Finale des Drachenreiters

 

Der nunmehr vorliegende vierte Band der Eragon Reihe bildet den Abschluss der epischen Geschichte dieser klassisch zu nennenden Fantasy-Welt, besiedelt von Elfen, Drachen und Menschen, zusammengebunden im Kampf zwischen Gut und Böse, der mittels Mut und Magie ausgefochten wird.

 

In Alagaesiaa stehen die Zeichen auf Kampf gegen Galbatorix, hier schließt der vierte Band der Reihe nahtlos an den Vorgänger an. Doch aussichtslos fast erscheint das Vorgehen gegen Galbatorix, der seine Macht mit harter Hand gesichert hat. Dies zeigen schon die ersten Seiten des Buches, die den Kampf um Belatona schildern. Ohne Umschweife zeigt Paolini auf, wie gefahrvoll der endgültige Kampf der Gefährten sein wird und dass beileibe nicht alle unbeschadet davon kommen werden. Fast macht sich Ernüchterung breit, wenn deutlich wird, das 'in der kurzen Zeit des gemeinsamen Feldzugs der Varden und Surdaner gegen das Imperium war Orrin immer ernster geworden. Von seinem ursprünglichen Enthusiasmus ....  war nicht mehr viel geblieben'.

 

Und weitere Opfer wird es geben auf Seiten der Kämpfer für das Gute. Ebenso wie intensive Herausforderungen, die es zu bestehen gibt und Aufgaben, die erledigt werden müssen, will man dem Sieg nahe kommen.

 

Eragon ist sich bald sicher, das nur in einer uralten Prophezeiung die Chance auf den Sieg gegen Galbatorix zu finden sein wird. So macht er sich auf, das 'Verlies der Seelen' zu suchen. Eine Suche, für die er Unterstützung von noch unbekannter Seite brauchen wird.

 

In gewohnter Art und Weise folgt Christoph Polini im Buch vielen 'Fährten'. Aus der Perspektive verschiedener Erzählstränge und Personen heraus lässt er den Leser teilhaben am finalen Kampf gegen den 'Imperator'. In diese Kämpfe hinein erzählt Paolini natürlich auch die Geschichte von Eragon und Arya, der Elfe, weiter. Durchaus die ein oder anderen Szene aus den vorangegangen drei Büchern hat gezeigt, dass zwischen diesen beiden mehr möglich wäre, als nur Gefährten im Kampf gegen das Böse zu sein. Doch bisher hat es Paolini geschickt verstanden, die Entwicklung zwischen beiden offen zu halten. Im nun letzten Band wird auch diese Beziehung geklärt werden, ohne dass vorweggenommen werden soll, in welcher Weise.

 

Durch die Einfügung der Prophezeiung, die zudem im Raume stehende Suche nach weiteren, unabhängigen Drachenreiter, der für den letztendlichen Sieg gegen Garbatorix unerlässlich sein wird, fügt Paolini zudem genügen 'Umwege' noch ein, die er zudem fantasievoll wie gewohnt ausgestaltet, um genügend Stoff für die gut 9050 Seiten des Buches zu finden. Das Finale selbst, soviel sei verraten, gerät leider in Relation zur gesamten Geschichte doch recht kurz, wenn auch intelligent und spannend mit einigen überraschenden Wendungen dargestellt.
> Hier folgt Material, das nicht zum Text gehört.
/// Collect the types of every `let` in emission order, and the maximum
/// nesting depth of heap literals (each level needs a scratch local)
fn collect_lets(expr: &Expr<Typecked>, lets: &mut Vec<Ty>, depth: u32, max_depth: &mut u32) {
    match &expr.kind {
        ExprKind::Let { init, local_ty, .. } => {
            collect_lets(init, lets, depth, max_depth);
            lets.push(local_ty.clone().unwrap_or(Ty::Unit));
        }
        ExprKind::Assign { target, value } => {
            collect_lets(target, lets, depth, max_depth);
            collect_lets(value, lets, depth, max_depth);
        }
        ExprKind::Block { exprs, .. } => {
            for e in exprs {
                collect_lets(e, lets, depth, max_depth);
            }
        }
        ExprKind::Binary { lhs, rhs, .. } => {
            collect_lets(lhs, lets, depth, max_depth);
            collect_lets(rhs, lets, depth, max_depth);
        }
        ExprKind::Unary { operand, .. } => collect_lets(operand, lets, depth, max_depth),
        ExprKind::Call { callee, args } => {
            collect_lets(callee, lets, depth, max_depth);
            for a in args {
                collect_lets(a, lets, depth, max_depth);
            }
        }
        ExprKind::FieldAccess { base, .. } => collect_lets(base, lets, depth, max_depth),
        ExprKind::If {
            cond,
            then_branch,
            else_branch,
        } => {
            collect_lets(cond, lets, depth, max_depth);
            collect_lets(then_branch, lets, depth, max_depth);
            if let Some(e) = else_branch {
                collect_lets(e, lets, depth, max_depth);
            }
        }
        ExprKind::Loop { body, .. } => collect_lets(body, lets, depth, max_depth),
        ExprKind::StructLiteral { fields, .. } => {
            *max_depth = (*max_depth).max(depth + 1);
            for f in fields {
                collect_lets(&f.value, lets, depth + 1, max_depth);
            }
        }
        ExprKind::TupleLiteral { elems } if !elems.is_empty() => {
            *max_depth = (*max_depth).max(depth + 1);
            for e in elems {
                collect_lets(e, lets, depth + 1, max_depth);
            }
        }
        _ => {}
    }
}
Durchaus befriedigend aber ist die 'Nachgeschichte', in der Paolini das weitere Ergehen seiner Figuren einem durchaus sinnvollen und logischen Ende zuführt.

 

Paolini hat noch einmal ein farbenfrohes Fantasy Schauspiel abgerufen, dass sicher die ein oder andere Länge aufzuweisen hat und in den dargebotenen Personen doch eine gewisse Eindimensinalität aufzeigt. Gut ist eben gut und Böse ist böse. Im Gesamten aber nimmt Paolini den Leser durchaus  emotional mit hinein in die Welt Alagaesias mitsamt seiner Zwerge, Drachen, Drachenreiter, Elfen, Kämpfe, Verluste und Gewinne, in einer durchaus spannenden Geschichte von Freundschaft, alten Prophezeiungen und dem Kampf gegen das Böse.